Search the records for the string "Blocks". Copy each line where it occurs.

=== Begin Enclosure ===

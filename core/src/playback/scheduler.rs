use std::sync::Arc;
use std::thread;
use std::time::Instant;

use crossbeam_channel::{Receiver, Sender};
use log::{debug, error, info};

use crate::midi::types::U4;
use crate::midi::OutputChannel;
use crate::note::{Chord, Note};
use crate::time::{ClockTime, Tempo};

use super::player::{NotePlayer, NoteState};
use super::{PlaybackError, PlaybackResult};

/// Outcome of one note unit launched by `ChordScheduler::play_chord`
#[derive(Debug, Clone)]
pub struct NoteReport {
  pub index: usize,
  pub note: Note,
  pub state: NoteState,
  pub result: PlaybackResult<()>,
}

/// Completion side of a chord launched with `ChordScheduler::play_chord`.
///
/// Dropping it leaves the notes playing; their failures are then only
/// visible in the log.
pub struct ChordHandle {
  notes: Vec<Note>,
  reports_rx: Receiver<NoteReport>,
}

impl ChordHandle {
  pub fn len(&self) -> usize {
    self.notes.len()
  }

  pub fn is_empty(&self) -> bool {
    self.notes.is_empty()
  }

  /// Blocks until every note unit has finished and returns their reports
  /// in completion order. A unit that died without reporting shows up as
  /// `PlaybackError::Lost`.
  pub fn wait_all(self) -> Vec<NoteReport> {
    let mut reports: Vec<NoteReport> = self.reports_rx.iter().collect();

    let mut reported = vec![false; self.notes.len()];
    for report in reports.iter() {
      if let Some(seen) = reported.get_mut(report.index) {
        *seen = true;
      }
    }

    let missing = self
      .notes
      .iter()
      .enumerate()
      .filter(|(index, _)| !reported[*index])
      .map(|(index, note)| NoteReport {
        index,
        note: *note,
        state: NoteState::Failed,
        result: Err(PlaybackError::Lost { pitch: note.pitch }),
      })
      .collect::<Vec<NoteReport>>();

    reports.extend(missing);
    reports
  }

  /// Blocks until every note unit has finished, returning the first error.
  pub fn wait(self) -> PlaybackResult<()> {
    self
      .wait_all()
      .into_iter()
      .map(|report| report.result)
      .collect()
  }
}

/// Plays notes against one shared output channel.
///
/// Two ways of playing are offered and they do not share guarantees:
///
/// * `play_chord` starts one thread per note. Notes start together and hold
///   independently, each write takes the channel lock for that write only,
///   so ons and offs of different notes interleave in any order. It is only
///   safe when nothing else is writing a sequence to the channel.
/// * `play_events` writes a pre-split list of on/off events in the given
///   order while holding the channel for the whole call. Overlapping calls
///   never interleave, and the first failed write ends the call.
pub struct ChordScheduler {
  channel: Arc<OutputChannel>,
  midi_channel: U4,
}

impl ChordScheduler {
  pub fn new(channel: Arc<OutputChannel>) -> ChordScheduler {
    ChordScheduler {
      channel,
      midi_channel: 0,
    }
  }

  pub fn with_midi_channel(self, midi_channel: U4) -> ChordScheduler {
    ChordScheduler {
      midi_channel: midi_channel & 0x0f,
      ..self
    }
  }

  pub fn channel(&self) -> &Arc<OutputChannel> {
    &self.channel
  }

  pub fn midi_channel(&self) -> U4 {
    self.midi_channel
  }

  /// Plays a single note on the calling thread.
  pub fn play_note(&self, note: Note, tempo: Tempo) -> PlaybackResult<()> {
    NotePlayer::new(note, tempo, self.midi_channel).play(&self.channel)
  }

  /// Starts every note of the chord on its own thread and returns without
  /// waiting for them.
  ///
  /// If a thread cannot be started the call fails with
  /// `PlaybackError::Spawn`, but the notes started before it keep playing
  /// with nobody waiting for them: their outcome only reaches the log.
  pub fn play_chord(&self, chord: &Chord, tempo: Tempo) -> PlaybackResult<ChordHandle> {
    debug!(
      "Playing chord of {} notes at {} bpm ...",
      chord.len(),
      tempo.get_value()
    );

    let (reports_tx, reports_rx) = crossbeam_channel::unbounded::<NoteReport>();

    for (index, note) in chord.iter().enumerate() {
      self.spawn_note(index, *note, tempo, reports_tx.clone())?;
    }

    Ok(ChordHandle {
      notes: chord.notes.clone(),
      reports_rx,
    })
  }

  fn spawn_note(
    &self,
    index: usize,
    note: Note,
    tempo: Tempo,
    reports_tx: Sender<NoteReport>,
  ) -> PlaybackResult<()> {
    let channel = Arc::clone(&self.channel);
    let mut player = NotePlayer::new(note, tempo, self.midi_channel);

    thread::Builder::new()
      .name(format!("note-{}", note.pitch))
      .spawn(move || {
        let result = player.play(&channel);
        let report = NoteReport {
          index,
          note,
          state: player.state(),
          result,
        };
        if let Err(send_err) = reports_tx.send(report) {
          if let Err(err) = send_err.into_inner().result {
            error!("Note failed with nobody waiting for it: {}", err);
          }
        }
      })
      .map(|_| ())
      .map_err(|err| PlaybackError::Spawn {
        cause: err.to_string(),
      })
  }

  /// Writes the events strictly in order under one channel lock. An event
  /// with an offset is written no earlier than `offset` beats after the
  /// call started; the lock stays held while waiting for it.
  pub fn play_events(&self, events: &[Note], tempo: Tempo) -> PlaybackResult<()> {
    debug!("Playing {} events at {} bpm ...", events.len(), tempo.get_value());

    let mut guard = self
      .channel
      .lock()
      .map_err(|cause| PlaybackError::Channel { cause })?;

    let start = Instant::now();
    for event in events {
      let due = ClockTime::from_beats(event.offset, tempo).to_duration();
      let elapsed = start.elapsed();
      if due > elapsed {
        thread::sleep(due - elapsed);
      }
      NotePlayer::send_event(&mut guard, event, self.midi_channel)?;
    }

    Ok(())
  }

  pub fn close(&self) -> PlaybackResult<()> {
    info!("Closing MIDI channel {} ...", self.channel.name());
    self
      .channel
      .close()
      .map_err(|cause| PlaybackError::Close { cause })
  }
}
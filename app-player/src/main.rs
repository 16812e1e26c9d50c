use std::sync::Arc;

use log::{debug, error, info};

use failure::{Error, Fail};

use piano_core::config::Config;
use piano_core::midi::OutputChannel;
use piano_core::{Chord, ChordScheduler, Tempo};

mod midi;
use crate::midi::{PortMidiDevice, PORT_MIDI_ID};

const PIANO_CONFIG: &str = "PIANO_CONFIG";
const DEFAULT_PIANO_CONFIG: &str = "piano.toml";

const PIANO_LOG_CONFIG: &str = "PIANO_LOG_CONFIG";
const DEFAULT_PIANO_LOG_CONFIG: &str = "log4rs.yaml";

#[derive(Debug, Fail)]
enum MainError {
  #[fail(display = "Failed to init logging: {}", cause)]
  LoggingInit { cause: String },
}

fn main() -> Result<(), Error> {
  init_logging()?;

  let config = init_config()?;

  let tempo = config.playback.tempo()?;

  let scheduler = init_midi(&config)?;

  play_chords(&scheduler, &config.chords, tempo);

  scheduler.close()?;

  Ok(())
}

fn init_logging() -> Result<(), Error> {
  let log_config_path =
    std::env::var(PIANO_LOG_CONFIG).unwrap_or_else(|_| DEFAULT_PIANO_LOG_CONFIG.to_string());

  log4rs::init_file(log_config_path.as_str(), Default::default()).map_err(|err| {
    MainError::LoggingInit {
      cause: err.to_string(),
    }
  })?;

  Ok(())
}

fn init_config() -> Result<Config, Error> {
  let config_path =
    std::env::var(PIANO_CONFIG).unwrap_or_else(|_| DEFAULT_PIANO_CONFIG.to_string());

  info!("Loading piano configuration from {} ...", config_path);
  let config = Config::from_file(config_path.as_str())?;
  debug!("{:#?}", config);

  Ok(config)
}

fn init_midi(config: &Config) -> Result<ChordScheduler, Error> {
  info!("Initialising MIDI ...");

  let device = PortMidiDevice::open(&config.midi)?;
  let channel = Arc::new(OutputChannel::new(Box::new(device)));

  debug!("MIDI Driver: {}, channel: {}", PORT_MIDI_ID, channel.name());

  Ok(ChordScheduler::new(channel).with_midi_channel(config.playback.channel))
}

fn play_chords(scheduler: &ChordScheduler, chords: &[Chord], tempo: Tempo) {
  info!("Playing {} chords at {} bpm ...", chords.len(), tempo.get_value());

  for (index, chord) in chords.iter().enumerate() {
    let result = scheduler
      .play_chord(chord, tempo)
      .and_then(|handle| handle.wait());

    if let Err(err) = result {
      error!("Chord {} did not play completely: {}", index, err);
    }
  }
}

=== End Enclosure ===

_Written answer_:
  /// Blocks until every note unit has finished and returns their reports
  /// Blocks until every note unit has finished, returning the first error.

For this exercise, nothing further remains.